- **Task to carry out**
Give the records back in full, exactly as they read.

- **Items from a data source**
=== Begin Enclosure ===

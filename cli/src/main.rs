mod codec;
mod config;
mod error;
mod executor;

use std::io::IsTerminal;
use std::path::Path;

use dgf_strip_core::{FlagCatalog, ParseResult, Parser, render};
use tracing_subscriber::prelude::*;
use tracing_subscriber::{EnvFilter, Registry, fmt, reload};

use crate::codec::JsonSaveCodec;
use crate::config::{EXIT_DIAGNOSTICS, StripConfig};

fn main() {
    let tokens: Vec<String> = std::env::args_os()
        .skip(1)
        .map(|arg| arg.to_string_lossy().into_owned())
        .collect();

    match run(&tokens) {
        Ok(status) => std::process::exit(status),
        Err(err) => {
            eprintln!("error: {err}");
            std::process::exit(1);
        }
    }
}

fn run(tokens: &[String]) -> Result<i32, String> {
    let log_filter = init_logging();
    let working_dir = std::env::current_dir()
        .map_err(|err| format!("Failed to read working directory: {err}"))?;
    let config = StripConfig::discover(&working_dir)
        .map_err(|err| format!("Failed to load settings: {err}"))?;

    let parser = Parser::new(FlagCatalog::builtin()).with_mode(config.parse_mode());
    let mut plan = match parser.try_parse(tokens) {
        Ok(plan) => plan,
        Err(diagnostic) => {
            eprintln!("error: {diagnostic}");
            return Ok(EXIT_DIAGNOSTICS);
        }
    };

    if plan.verbose {
        enable_verbose(&log_filter);
    }
    for diagnostic in &plan.diagnostics {
        eprintln!("error: {diagnostic}");
    }
    config.apply_defaults(&mut plan);

    if plan.wants_help() {
        let topic_failed = print_help(&plan);
        return Ok(config.exit_status(plan.has_diagnostics() || topic_failed, false));
    }

    if config.dry_run {
        let json = serde_json::to_string_pretty(&plan)
            .map_err(|err| format!("Failed to serialize plan: {err}"))?;
        println!("{json}");
        return Ok(config.exit_status(plan.has_diagnostics(), false));
    }

    Ok(run_batch(&config, &plan, &working_dir))
}

fn run_batch(config: &StripConfig, plan: &ParseResult, working_dir: &Path) -> i32 {
    let report = executor::execute(plan, &JsonSaveCodec, working_dir);
    for failure in &report.failures {
        eprintln!("error: {failure}");
    }
    tracing::debug!(
        written = report.written.len(),
        failed = report.failures.len(),
        "Batch finished"
    );

    config.exit_status(plan.has_diagnostics(), report.has_failures())
}

/// Prints the help screen for the plan's topic. Returns `true` if the topic
/// was unknown.
fn print_help(plan: &ParseResult) -> bool {
    let output = render(FlagCatalog::builtin(), plan.help_topic.as_deref());
    if let Some(err) = &output.error {
        eprintln!("error: {err}");
    }
    print!("{}", output.text);
    output.error.is_some()
}

type LogFilter = reload::Handle<EnvFilter, Registry>;

/// Installs the stderr subscriber before anything is parsed. The filter
/// comes from `RUST_LOG`, or `warn` until `-verbose` raises it.
fn init_logging() -> LogFilter {
    let filter = EnvFilter::try_from_default_env().unwrap_or_else(|_| EnvFilter::new("warn"));
    let (filter, handle) = reload::Layer::new(filter);
    tracing_subscriber::registry()
        .with(filter)
        .with(
            fmt::layer()
                .with_writer(std::io::stderr)
                .with_target(false)
                .without_time()
                .with_ansi(std::io::stderr().is_terminal()),
        )
        .init();
    handle
}

/// Raises the filter to `info`. An explicit `RUST_LOG` always wins.
fn enable_verbose(handle: &LogFilter) {
    if std::env::var_os(EnvFilter::DEFAULT_ENV).is_some() {
        return;
    }
    if let Err(err) = handle.reload(EnvFilter::new("info")) {
        eprintln!("error: Failed to enable verbose logging: {err}");
    }
}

=== End Enclosure ===

- **Written answer**
filename cli/src/main.rs
mod codec;
mod config;
mod error;
mod executor;

use std::io::IsTerminal;
use std::path::Path;

use dgf_strip_core::{FlagCatalog, ParseResult, Parser, render};
use tracing_subscriber::prelude::*;
use tracing_subscriber::{EnvFilter, Registry, fmt, reload};

use crate::codec::JsonSaveCodec;
use crate::config::{EXIT_DIAGNOSTICS, StripConfig};

fn main() {
    let tokens: Vec<String> = std::env::args_os()
        .skip(1)
        .map(|arg| arg.to_string_lossy().into_owned())
        .collect();

    match run(&tokens) {
        Ok(status) => std::process::exit(status),
        Err(err) => {
            eprintln!("error: {err}");
            std::process::exit(1);
        }
    }
}

fn run(tokens: &[String]) -> Result<i32, String> {
    let log_filter = init_logging();
    let working_dir = std::env::current_dir()
        .map_err(|err| format!("Failed to read working directory: {err}"))?;
    let config = StripConfig::discover(&working_dir)
        .map_err(|err| format!("Failed to load settings: {err}"))?;

    let parser = Parser::new(FlagCatalog::builtin()).with_mode(config.parse_mode());
    let mut plan = match parser.try_parse(tokens) {
        Ok(plan) => plan,
        Err(diagnostic) => {
            eprintln!("error: {diagnostic}");
            return Ok(EXIT_DIAGNOSTICS);
        }
    };

    if plan.verbose {
        enable_verbose(&log_filter);
    }
    for diagnostic in &plan.diagnostics {
        eprintln!("error: {diagnostic}");
    }
    config.apply_defaults(&mut plan);

    if plan.wants_help() {
        let topic_failed = print_help(&plan);
        return Ok(config.exit_status(plan.has_diagnostics() || topic_failed, false));
    }

    if config.dry_run {
        let json = serde_json::to_string_pretty(&plan)
            .map_err(|err| format!("Failed to serialize plan: {err}"))?;
        println!("{json}");
        return Ok(config.exit_status(plan.has_diagnostics(), false));
    }

    Ok(run_batch(&config, &plan, &working_dir))
}

fn run_batch(config: &StripConfig, plan: &ParseResult, working_dir: &Path) -> i32 {
    let report = executor::execute(plan, &JsonSaveCodec, working_dir);
    for failure in &report.failures {
        eprintln!("error: {failure}");
    }
    tracing::debug!(
        written = report.written.len(),
        failed = report.failures.len(),
        "Batch finished"
    );

    config.exit_status(plan.has_diagnostics(), report.has_failures())
}

/// Prints the help screen for the plan's topic. Returns `true` if the topic
/// was unknown.
fn print_help(plan: &ParseResult) -> bool {
    let output = render(FlagCatalog::builtin(), plan.help_topic.as_deref());
    if let Some(err) = &output.error {
        eprintln!("error: {err}");
    }
    print!("{}", output.text);
    output.error.is_some()
}

type LogFilter = reload::Handle<EnvFilter, Registry>;

/// Installs the stderr subscriber before anything is parsed. The filter
/// comes from `RUST_LOG`, or `warn` until `-verbose` raises it.
fn init_logging() -> LogFilter {
    let filter = EnvFilter::try_from_default_env().unwrap_or_else(|_| EnvFilter::new("warn"));
    let (filter, handle) = reload::Layer::new(filter);
    tracing_subscriber::registry()
        .with(filter)
        .with(
            fmt::layer()
                .with_writer(std::io::stderr)
                .with_target(false)
                .without_time()
                .with_ansi(std::io::stderr().is_terminal()),
        )
        .init();
    handle
}

/// Raises the filter to `info`. An explicit `RUST_LOG` always wins.
fn enable_verbose(handle: &LogFilter) {
    if std::env::var_os(EnvFilter::DEFAULT_ENV).is_some() {
        return;
    }
    if let Err(err) = handle.reload(EnvFilter::new("info")) {
        eprintln!("error: Failed to enable verbose logging: {err}");
    }
}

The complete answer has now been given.